One of the most common questions posed by new GitClear users is some variation of:
How do I know that this "Diff Delta" metric has any relation to my own perception of which developers are making valuable contributions?
It's a great question! So much so that we have dedicated hundreds of hours of research to substantiating that Diff Delta corresponds to "developer effort" at scale.
But there might be a difference -- perhaps even a big difference -- between our metric "correlating at scale" vs "correlating on your team." That's why we built the Developer Calibration Calculator.
The idea is simple:

Estimate the velocity of developers you work with
By dragging-and-dropping developers to the x-coordinate that corresponds with your perception, of their programming velocity we are able to calculate a Pearson correlation value that quantifies the extent to which your "velocity intuition" matches the last year worth of observed data.
A developer with the highest estimated velocity (the very far right of the "Committer Drop Zone") would be akin to what Paul Graham calls "an animal." They "pass right through professional and cross over into obsessive." This is the first person on the team that the manager would think about if there was a critical bug they needed to get fixed FAST. Developers with the "Highest Estimated Velocity" don't just add a bunch of code -- they are expert in removing code, so that the repo can continue to be maintainable as the size of the team grows.
Conversely, a developer with "Lowest Estimated Velocity" is usually a junior developer, or a developer with ambivalence about their work. Their work is often behind schedule, and when it does finally arrive, it often needs multiple rounds of PR review to get it in a state where it can be deployed without introducing a new site defect.
Yes and no. Yes, you are using your subjective judgment to evaluate teammates, which might make some feel squeamish, given modern preferences to avoid picking "winners" and "losers."
But the difference between the Developer Calibration Tool's stack ranking, vs. the stack ranking that is widely loathed in the 2020s, is that this stack ranking is for your eyes only. Whether you are an admin, manager, or developer, GitClear will never divulge your subjective evaluation to your teammates or manager. Even the GitClear user in charge of paying for the company subscription can not get access to this data.
For more information about how GitClear stores & uses data from the Developer Calibration Calculator, see the "How calibration data is used" section, below.

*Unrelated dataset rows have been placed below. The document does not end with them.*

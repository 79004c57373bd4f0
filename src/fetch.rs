//! Fetching the graph document from the backend.

use log::error;
use thiserror::Error;
use wasm_bindgen::{JsCast, JsValue};
use wasm_bindgen_futures::JsFuture;
use web_sys::Response;

use crate::model::RawGraph;

/// Why the graph could not be obtained.
#[derive(Debug, Error)]
pub enum FetchError {
	/// No browser window to fetch from.
	#[error("no browser window available")]
	NoWindow,
	/// The request itself failed (network, CORS, ...).
	#[error("request to {url} failed: {reason}")]
	Transport {
		/// Requested URL.
		url: String,
		/// Browser-reported reason.
		reason: String,
	},
	/// The server answered with a non-success status.
	#[error("{url} answered HTTP {status}")]
	Status {
		/// Requested URL.
		url: String,
		/// HTTP status code.
		status: u16,
	},
	/// The response body could not be read as text.
	#[error("could not read response body: {0}")]
	Body(String),
	/// The body is not a graph document.
	#[error("invalid graph document: {0}")]
	Decode(#[from] serde_json::Error),
}

fn describe(value: &JsValue) -> String {
	value.as_string().unwrap_or_else(|| format!("{value:?}"))
}

/// GETs `url` and decodes it as a [`RawGraph`].
pub async fn fetch_graph(url: &str) -> Result<RawGraph, FetchError> {
	let result = fetch_text(url).await.and_then(|text| Ok(RawGraph::from_json(&text)?));
	if let Err(err) = &result {
		error!("failed to load graph: {err}");
	}
	result
}

async fn fetch_text(url: &str) -> Result<String, FetchError> {
	let window = web_sys::window().ok_or(FetchError::NoWindow)?;
	let transport = |err: JsValue| FetchError::Transport {
		url: url.to_owned(),
		reason: describe(&err),
	};

	let response: Response = JsFuture::from(window.fetch_with_str(url))
		.await
		.map_err(transport)?
		.dyn_into()
		.map_err(transport)?;
	if !response.ok() {
		return Err(FetchError::Status {
			url: url.to_owned(),
			status: response.status(),
		});
	}

	let body = response.text().map_err(|err| FetchError::Body(describe(&err)))?;
	JsFuture::from(body)
		.await
		.map_err(|err| FetchError::Body(describe(&err)))?
		.as_string()
		.ok_or_else(|| FetchError::Body("body is not text".into()))
}

#[cfg(test)]
mod tests {
	use super::FetchError;
	use crate::model::RawGraph;

	#[test]
	fn messages_name_the_failure() {
		let status = FetchError::Status {
			url: "crate_graph.json".into(),
			status: 404,
		};
		assert_eq!(status.to_string(), "crate_graph.json answered HTTP 404");

		let decode: FetchError = RawGraph::from_json("{").unwrap_err().into();
		assert!(decode.to_string().starts_with("invalid graph document: "));
	}
}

After you submit your interpretation of your team, you will receive a report akin to the following:

Sample correlation data received after submitting velocity estimates
It will calculate the correlation between your "estimated velocity" and five of the most common developer metrics:
Diff Delta
Commit Count
Lines of Code Changed
Merged Pull Requests
Story Points Completed
The latter two measurements are available in repos where there is sufficient data to calculate them. Some teams don't use pull requests, and some admins don't connect their issue tracker to GitClear. If you connect your issue tracker, and your team uses Story Points, then you'll receive a correlation value for how closely your "velocity intuition" corresponds to their actual "story points completed" among the resolved issues assigned to the developer.
When you receive your correlation report (usually within an hour of submitting your Calibration data), you will be able to assess the extent to which the five most major developer metrics (Diff Delta, Commit Count, Code Lines, Merged PRs, Story Points) translate to your interpretation of "who's doing the heavy lifting on this team?"
You can use the data from GitClear's Calibration Report to build your intuition for which metric(s) deserve your attention. This can be very useful information when looking at the history of your team, to understand the circumstances where developers were maximizing the quantity that best correlates with "velocity."
Aside from your personal use (we do not show the calibration data anywhere on site -- the email you receive is the window to your result), GitClear will also periodically aggregate thousands of evaluations in order to contribute free published research to the community. We believe that a greater collective understanding can be generated by knowing which metrics are the ones that best align with what humans think of as "a valuable individual contributor."
When we publish such research, we will never identify individual developers -- all data reported would be only numeric "correlation measurements" that assess the data set as a whole.